PhotonCap

PhotonCap

NVIDIA's $2B Marvell Bet and Celestial AI's "25x Bandwidth" Claim: What's the Denominator?

PhotonCap's avatar
PhotonCap
Apr 03, 2026
∙ Paid

Abstract

In March 2026, NVIDIA invested a total of $6B across Lumentum (LITE), Coherent (COHR), and Marvell (MRVL). This article decomposes the three investments by Scale-Up / Scale-Out / Scale-Across layer and analyzes the structural purpose of each deal. The focus is Celestial AI’s Photonic Fabric technology, acquired by Marvell for $3.25B. We examine the measurement basis behind the “25x bandwidth vs. CPO” claim and analyze three engineering resistance points on the path to volume production: yield, light source integration, and thermal management. A scenario-based value chain beneficiary/risk positioning map shows the asymmetric upside structure of LITE/COHR and the high-variance position of MRVL.


Contents

  1. Intro

  2. Background: Three Stages of AI Infrastructure Scaling

  3. Section 1: NVLink Fusion, Why NVIDIA Opened Its Proprietary Interconnect

  4. Section 2: Why Marvell Became the First NVLink Fusion Partner

  5. Section 3: Celestial AI Photonic Fabric, the Technology and the Distance to Volume Production

  6. Section 4: LITE + COHR, Why NVIDIA Locked Down the Laser Supply Chain

  7. Section 5: Strategic Structure Analysis, the $6B Blueprint

  8. Insights / Investment Implications

  9. Closing

  10. References & Sources


Intro

Three pieces of news dropped before March was even over.
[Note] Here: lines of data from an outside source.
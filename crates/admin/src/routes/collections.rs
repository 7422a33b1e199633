//! Collections management route handlers.

use askama::Template;
use axum::{
    Form,
    extract::{Path, Query, State},
    http::StatusCode,
    response::{Html, IntoResponse, Redirect},
};
use serde::Deserialize;
use tracing::instrument;

use crate::{
    filters, middleware::auth::RequireAdminAuth, shopify::types::Collection, state::AppState,
};

use super::dashboard::AdminUserView;

/// Pagination query parameters.
#[derive(Debug, Deserialize)]
pub struct PaginationQuery {
    pub cursor: Option<String>,
    pub query: Option<String>,
}

/// Form input for creating/updating collections.
#[derive(Debug, Deserialize)]
pub struct CollectionFormInput {
    pub title: String,
    pub description_html: Option<String>,
}

/// Collection view for templates.
#[derive(Debug, Clone)]
pub struct CollectionView {
    pub id: String,
    pub title: String,
    pub handle: String,
    pub description: String,
    pub products_count: i64,
    pub image_url: Option<String>,
}

impl From<&Collection> for CollectionView {
    fn from(collection: &Collection) -> Self {
        Self {
            id: collection.id.clone(),
            title: collection.title.clone(),
            handle: collection.handle.clone(),
            description: collection.description.clone(),
            products_count: collection.products_count,
            image_url: collection.image.as_ref().map(|img| img.url.clone()),
        }
    }
}

/// Collections list page template.
#[derive(Template)]
#[template(path = "collections/index.html")]
pub struct CollectionsIndexTemplate {
    pub admin_user: AdminUserView,
    pub current_path: String,
    pub collections: Vec<CollectionView>,
    pub has_next_page: bool,
    pub next_cursor: Option<String>,
    pub search_query: Option<String>,
}

/// Collection create form template.
#[derive(Template)]
#[template(path = "collections/new.html")]
pub struct CollectionNewTemplate {
    pub admin_user: AdminUserView,
    pub current_path: String,
    pub error: Option<String>,
}

/// Collection edit form template.
#[derive(Template)]
#[template(path = "collections/edit.html")]
pub struct CollectionEditTemplate {
    pub admin_user: AdminUserView,
    pub current_path: String,
    pub collection: CollectionView,
    pub description_html: String,
    pub error: Option<String>,
}

/// Collections list page handler.
#[instrument(skip(admin, state))]
pub async fn index(
    RequireAdminAuth(admin): RequireAdminAuth,
    State(state): State<AppState>,
    Query(query): Query<PaginationQuery>,
) -> Html<String> {
    let result = state
        .shopify()
        .get_collections(25, query.cursor.clone(), query.query.clone())
        .await;

    let (collections, has_next_page, next_cursor) = match result {
        Ok(conn) => {
            let collections: Vec<CollectionView> =
                conn.collections.iter().map(CollectionView::from).collect();
            (
                collections,
                conn.page_info.has_next_page,
                conn.page_info.end_cursor,
            )
        }
        Err(e) => {
            tracing::error!("Failed to fetch collections: {e}");
            (vec![], false, None)
        }
    };

    let template = CollectionsIndexTemplate {
        admin_user: AdminUserView::from(&admin),
        current_path: "/collections".to_string(),
        collections,
        has_next_page,
        next_cursor,
        search_query: query.query,
    };

    Html(template.render().unwrap_or_else(|e| {
        tracing::error!("Template render error: {}", e);
        "Internal Server Error".to_string()
    }))
}

/// New collection form handler.
#[instrument(skip(admin))]
pub async fn new_collection(RequireAdminAuth(admin): RequireAdminAuth) -> Html<String> {
    let template = CollectionNewTemplate {
        admin_user: AdminUserView::from(&admin),
        current_path: "/collections".to_string(),
        error: None,
    };

    Html(template.render().unwrap_or_else(|e| {
        tracing::error!("Template render error: {}", e);
        "Internal Server Error".to_string()
    }))
}

/// Create collection handler.
#[instrument(skip(admin, state))]
pub async fn create(
    RequireAdminAuth(admin): RequireAdminAuth,
    State(state): State<AppState>,
    Form(input): Form<CollectionFormInput>,
) -> impl IntoResponse {
    match state
        .shopify()
        .create_collection(&input.title, input.description_html.as_deref())
        .await
    {
        Ok(collection_id) => {
            tracing::info!(collection_id = %collection_id, title = %input.title, "Collection created");
            let numeric_id = collection_id
                .split('/')
                .next_back()
                .unwrap_or(&collection_id);
            Redirect::to(&format!("/collections/{numeric_id}/edit")).into_response()
        }
        Err(e) => {
            tracing::error!(title = %input.title, error = %e, "Failed to create collection");
            let template = CollectionNewTemplate {
                admin_user: AdminUserView::from(&admin),
                current_path: "/collections".to_string(),
                error: Some(e.to_string()),
            };

            Html(template.render().unwrap_or_else(|e| {
                tracing::error!("Template render error: {}", e);
                "Internal Server Error".to_string()
            }))
            .into_response()
        }
    }
}

/// Edit collection form handler.
#[instrument(skip(admin, state))]
pub async fn edit(
    RequireAdminAuth(admin): RequireAdminAuth,
    State(state): State<AppState>,
    Path(id): Path<String>,
) -> impl IntoResponse {
    let collection_id = if id.starts_with("gid://") {
        id
    } else {
        format!("gid://shopify/Collection/{id}")
    };

    match state.shopify().get_collection(&collection_id).await {
        Ok(Some(collection)) => {
            let description_html = collection.description_html.clone().unwrap_or_default();
            let template = CollectionEditTemplate {
                admin_user: AdminUserView::from(&admin),
                current_path: "/collections".to_string(),
                collection: CollectionView::from(&collection),
                description_html,
                error: None,
            };

            Html(template.render().unwrap_or_else(|e| {
                tracing::error!("Template render error: {}", e);
                "Internal Server Error".to_string()
            }))
            .into_response()
        }
        Ok(None) => (StatusCode::NOT_FOUND, "Collection not found").into_response(),
        Err(e) => {
            tracing::error!("Failed to fetch collection: {e}");
            (
                StatusCode::INTERNAL_SERVER_ERROR,
                "Failed to fetch collection",
            )
                .into_response()
        }
    }
}

/// Update collection handler.
#[instrument(skip(admin, state))]
pub async fn update(
    RequireAdminAuth(admin): RequireAdminAuth,
    State(state): State<AppState>,
    Path(id): Path<String>,
    Form(input): Form<CollectionFormInput>,
) -> impl IntoResponse {
    let collection_id = if id.starts_with("gid://") {
        id.clone()
    } else {
        format!("gid://shopify/Collection/{id}")
    };

    match state
        .shopify()
        .update_collection(
            &collection_id,
            Some(&input.title),
            input.description_html.as_deref(),
        )
        .await
    {
        Ok(_) => {
            tracing::info!(collection_id = %collection_id, "Collection updated");
            Redirect::to("/collections").into_response()
        }
        Err(e) => {
            tracing::error!(collection_id = %collection_id, error = %e, "Failed to update collection");
            match state.shopify().get_collection(&collection_id).await {
                Ok(Some(collection)) => {
                    let description_html = collection.description_html.clone().unwrap_or_default();
                    let template = CollectionEditTemplate {
                        admin_user: AdminUserView::from(&admin),
                        current_path: "/collections".to_string(),
                        collection: CollectionView::from(&collection),
                        description_html,
                        error: Some(e.to_string()),
                    };

                    Html(template.render().unwrap_or_else(|e| {
                        tracing::error!("Template render error: {}", e);
                        "Internal Server Error".to_string()
                    }))
                    .into_response()
                }
                _ => (
                    StatusCode::INTERNAL_SERVER_ERROR,
                    "Failed to update collection",
                )
                    .into_response(),
            }
        }
    }
}

/// Delete collection handler.
#[instrument(skip(_admin, state))]
pub async fn delete(
    RequireAdminAuth(_admin): RequireAdminAuth,
    State(state): State<AppState>,
    Path(id): Path<String>,
) -> impl IntoResponse {
    let collection_id = if id.starts_with("gid://") {
        id.clone()
    } else {
        format!("gid://shopify/Collection/{id}")
    };

    match state.shopify().delete_collection(&collection_id).await {
        Ok(_) => {
            tracing::info!(collection_id = %collection_id, "Collection deleted");
            Redirect::to("/collections").into_response()
        }
        Err(e) => {
            tracing::error!(collection_id = %collection_id, error = %e, "Failed to delete collection");
            (StatusCode::BAD_REQUEST, format!("Failed to delete: {e}")).into_response()
        }
    }
}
On March 2, NVIDIA announced a $2B investment in Lumentum Holdings (NASDAQ: LITE). The same day, another $2B into Coherent Corp (NYSE: COHR).[1][2] On March 31, an additional $2B into Marvell Technology (NASDAQ: MRVL).[3]

$6B in a single month. All directed at photonics and optical interconnect infrastructure.

If you read these numbers as simply “NVIDIA locking down the optical supply chain,” you’re only seeing half the picture. Here’s the thesis of this article.

NVIDIA is transitioning from a company that sells GPUs to a platform company that designs the entire connectivity architecture of the AI factory. And photonics is going into every layer of that architecture.

To see this structure clearly, you first need to understand three scaling concepts, and then take a separate look at the Celestial AI technology bet tied to Marvell. In particular, Celestial’s claim of “25x bandwidth and 10x lower latency versus CPO” needs to be examined with proper context.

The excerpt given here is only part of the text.